• INSTRUCTIONS FOR THE TASK: What you need to do is retype every entry exactly as written.

• THE INPUT:
- - -
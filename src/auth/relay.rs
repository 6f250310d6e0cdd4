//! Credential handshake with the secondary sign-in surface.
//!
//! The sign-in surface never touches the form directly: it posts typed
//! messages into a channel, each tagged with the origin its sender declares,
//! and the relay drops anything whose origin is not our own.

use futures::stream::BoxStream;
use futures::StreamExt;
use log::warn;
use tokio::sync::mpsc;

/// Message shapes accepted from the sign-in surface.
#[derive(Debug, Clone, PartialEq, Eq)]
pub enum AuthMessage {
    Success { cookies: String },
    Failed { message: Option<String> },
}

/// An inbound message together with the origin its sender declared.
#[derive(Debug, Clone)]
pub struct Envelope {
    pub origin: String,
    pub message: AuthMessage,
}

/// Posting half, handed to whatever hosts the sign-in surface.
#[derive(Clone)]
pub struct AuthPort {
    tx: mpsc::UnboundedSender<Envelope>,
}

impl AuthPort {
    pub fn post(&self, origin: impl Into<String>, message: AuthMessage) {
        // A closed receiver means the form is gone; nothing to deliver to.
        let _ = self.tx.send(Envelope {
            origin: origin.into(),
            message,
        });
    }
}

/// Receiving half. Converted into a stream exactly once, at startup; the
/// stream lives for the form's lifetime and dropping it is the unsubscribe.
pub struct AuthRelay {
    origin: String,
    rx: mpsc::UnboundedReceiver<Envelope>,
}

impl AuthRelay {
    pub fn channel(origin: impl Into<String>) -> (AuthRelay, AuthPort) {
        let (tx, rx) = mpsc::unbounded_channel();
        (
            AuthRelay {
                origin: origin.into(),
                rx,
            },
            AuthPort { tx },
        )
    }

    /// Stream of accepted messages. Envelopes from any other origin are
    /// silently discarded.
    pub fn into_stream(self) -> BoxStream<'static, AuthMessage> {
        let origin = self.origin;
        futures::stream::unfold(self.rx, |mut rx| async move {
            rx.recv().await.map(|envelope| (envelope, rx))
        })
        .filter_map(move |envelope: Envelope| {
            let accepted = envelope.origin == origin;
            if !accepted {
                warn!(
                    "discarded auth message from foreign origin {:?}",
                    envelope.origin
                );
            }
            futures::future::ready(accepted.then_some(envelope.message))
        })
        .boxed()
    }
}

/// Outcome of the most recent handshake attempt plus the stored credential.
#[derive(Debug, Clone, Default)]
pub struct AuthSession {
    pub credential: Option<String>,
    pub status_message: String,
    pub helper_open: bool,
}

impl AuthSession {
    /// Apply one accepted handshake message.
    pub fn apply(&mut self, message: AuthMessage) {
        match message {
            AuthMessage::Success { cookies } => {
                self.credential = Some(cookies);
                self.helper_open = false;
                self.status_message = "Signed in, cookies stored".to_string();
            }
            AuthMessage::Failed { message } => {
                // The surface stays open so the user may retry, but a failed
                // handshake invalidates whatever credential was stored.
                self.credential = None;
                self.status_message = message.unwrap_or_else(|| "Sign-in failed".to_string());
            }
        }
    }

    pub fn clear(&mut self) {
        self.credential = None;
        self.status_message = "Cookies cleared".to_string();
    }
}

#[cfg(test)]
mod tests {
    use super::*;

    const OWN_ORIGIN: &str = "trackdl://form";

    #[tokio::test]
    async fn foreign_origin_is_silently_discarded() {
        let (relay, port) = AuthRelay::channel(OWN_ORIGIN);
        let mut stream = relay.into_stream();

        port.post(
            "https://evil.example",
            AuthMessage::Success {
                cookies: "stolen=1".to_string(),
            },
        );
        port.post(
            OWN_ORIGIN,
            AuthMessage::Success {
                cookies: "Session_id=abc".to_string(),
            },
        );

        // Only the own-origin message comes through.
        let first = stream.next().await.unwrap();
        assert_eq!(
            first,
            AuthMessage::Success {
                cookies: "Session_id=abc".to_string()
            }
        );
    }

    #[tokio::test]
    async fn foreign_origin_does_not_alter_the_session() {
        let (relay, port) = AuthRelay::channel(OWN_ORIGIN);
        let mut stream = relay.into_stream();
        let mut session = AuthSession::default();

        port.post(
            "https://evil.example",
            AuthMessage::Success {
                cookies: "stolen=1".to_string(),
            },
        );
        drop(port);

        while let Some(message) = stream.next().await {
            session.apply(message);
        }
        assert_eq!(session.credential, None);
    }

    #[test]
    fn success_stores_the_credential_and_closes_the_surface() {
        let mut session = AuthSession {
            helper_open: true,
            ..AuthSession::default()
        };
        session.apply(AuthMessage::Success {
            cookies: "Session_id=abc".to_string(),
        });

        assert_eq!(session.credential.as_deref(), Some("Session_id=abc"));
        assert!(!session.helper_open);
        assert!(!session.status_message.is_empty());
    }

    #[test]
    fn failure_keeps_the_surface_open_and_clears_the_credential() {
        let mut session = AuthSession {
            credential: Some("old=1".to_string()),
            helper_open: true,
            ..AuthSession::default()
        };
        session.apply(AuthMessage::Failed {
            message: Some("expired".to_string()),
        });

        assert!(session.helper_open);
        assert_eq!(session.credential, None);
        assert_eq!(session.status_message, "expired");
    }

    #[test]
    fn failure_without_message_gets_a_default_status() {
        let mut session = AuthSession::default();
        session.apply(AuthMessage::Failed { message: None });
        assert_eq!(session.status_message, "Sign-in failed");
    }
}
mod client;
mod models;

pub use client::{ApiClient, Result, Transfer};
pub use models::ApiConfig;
- - -
• EXERCISE RESULT:
filename src/auth/relay.rs
repository 6f250310d6e0cdd4
//! Credential handshake with the secondary sign-in surface.
//!
//! The sign-in surface never touches the form directly: it posts typed
//! messages into a channel, each tagged with the origin its sender declares,
//! and the relay drops anything whose origin is not our own.

use futures::stream::BoxStream;
use futures::StreamExt;
use log::warn;
use tokio::sync::mpsc;

/// Message shapes accepted from the sign-in surface.
#[derive(Debug, Clone, PartialEq, Eq)]
pub enum AuthMessage {
    Success { cookies: String },
    Failed { message: Option<String> },
}

/// An inbound message together with the origin its sender declared.
#[derive(Debug, Clone)]
pub struct Envelope {
    pub origin: String,
    pub message: AuthMessage,
}

/// Posting half, handed to whatever hosts the sign-in surface.
#[derive(Clone)]
pub struct AuthPort {
    tx: mpsc::UnboundedSender<Envelope>,
}

impl AuthPort {
    pub fn post(&self, origin: impl Into<String>, message: AuthMessage) {
        // A closed receiver means the form is gone; nothing to deliver to.
        let _ = self.tx.send(Envelope {
            origin: origin.into(),
            message,
        });
    }
}

/// Receiving half. Converted into a stream exactly once, at startup; the
/// stream lives for the form's lifetime and dropping it is the unsubscribe.
pub struct AuthRelay {
    origin: String,
    rx: mpsc::UnboundedReceiver<Envelope>,
}

impl AuthRelay {
    pub fn channel(origin: impl Into<String>) -> (AuthRelay, AuthPort) {
        let (tx, rx) = mpsc::unbounded_channel();
        (
            AuthRelay {
                origin: origin.into(),
                rx,
            },
            AuthPort { tx },
        )
    }

    /// Stream of accepted messages. Envelopes from any other origin are
    /// silently discarded.
    pub fn into_stream(self) -> BoxStream<'static, AuthMessage> {
        let origin = self.origin;
        futures::stream::unfold(self.rx, |mut rx| async move {
            rx.recv().await.map(|envelope| (envelope, rx))
        })
        .filter_map(move |envelope: Envelope| {
            let accepted = envelope.origin == origin;
            if !accepted {
                warn!(
                    "discarded auth message from foreign origin {:?}",
                    envelope.origin
                );
            }
            futures::future::ready(accepted.then_some(envelope.message))
        })
        .boxed()
    }
}

/// Outcome of the most recent handshake attempt plus the stored credential.
#[derive(Debug, Clone, Default)]
pub struct AuthSession {
    pub credential: Option<String>,
    pub status_message: String,
    pub helper_open: bool,
}

impl AuthSession {
    /// Apply one accepted handshake message.
    pub fn apply(&mut self, message: AuthMessage) {
        match message {
            AuthMessage::Success { cookies } => {
                self.credential = Some(cookies);
                self.helper_open = false;
                self.status_message = "Signed in, cookies stored".to_string();
            }
            AuthMessage::Failed { message } => {
                // The surface stays open so the user may retry, but a failed
                // handshake invalidates whatever credential was stored.
                self.credential = None;
                self.status_message = message.unwrap_or_else(|| "Sign-in failed".to_string());
            }
        }
    }

    pub fn clear(&mut self) {
        self.credential = None;
        self.status_message = "Cookies cleared".to_string();
    }
}

#[cfg(test)]
mod tests {
    use super::*;

    const OWN_ORIGIN: &str = "trackdl://form";

    #[tokio::test]
    async fn foreign_origin_is_silently_discarded() {
        let (relay, port) = AuthRelay::channel(OWN_ORIGIN);
        let mut stream = relay.into_stream();

        port.post(
            "https://evil.example",
            AuthMessage::Success {
                cookies: "stolen=1".to_string(),
            },
        );
        port.post(
            OWN_ORIGIN,
            AuthMessage::Success {
                cookies: "Session_id=abc".to_string(),
            },
        );

        // Only the own-origin message comes through.
        let first = stream.next().await.unwrap();
        assert_eq!(
            first,
            AuthMessage::Success {
                cookies: "Session_id=abc".to_string()
            }
        );
    }

    #[tokio::test]
    async fn foreign_origin_does_not_alter_the_session() {
        let (relay, port) = AuthRelay::channel(OWN_ORIGIN);
        let mut stream = relay.into_stream();
        let mut session = AuthSession::default();

        port.post(
            "https://evil.example",
            AuthMessage::Success {
                cookies: "stolen=1".to_string(),
            },
        );
        drop(port);

        while let Some(message) = stream.next().await {
            session.apply(message);
        }
        assert_eq!(session.credential, None);
    }

    #[test]
    fn success_stores_the_credential_and_closes_the_surface() {
        let mut session = AuthSession {
            helper_open: true,
            ..AuthSession::default()
        };
        session.apply(AuthMessage::Success {
            cookies: "Session_id=abc".to_string(),
        });

        assert_eq!(session.credential.as_deref(), Some("Session_id=abc"));
        assert!(!session.helper_open);
        assert!(!session.status_message.is_empty());
    }

    #[test]
    fn failure_keeps_the_surface_open_and_clears_the_credential() {
        let mut session = AuthSession {
            credential: Some("old=1".to_string()),
            helper_open: true,
            ..AuthSession::default()
        };
        session.apply(AuthMessage::Failed {
            message: Some("expired".to_string()),
        });

        assert!(session.helper_open);
        assert_eq!(session.credential, None);
        assert_eq!(session.status_message, "expired");
    }

    #[test]
    fn failure_without_message_gets_a_default_status() {
        let mut session = AuthSession::default();
        session.apply(AuthMessage::Failed { message: None });
        assert_eq!(session.status_message, "Sign-in failed");
    }
}
mod client;
mod models;

pub use client::{ApiClient, Result, Transfer};
pub use models::ApiConfig;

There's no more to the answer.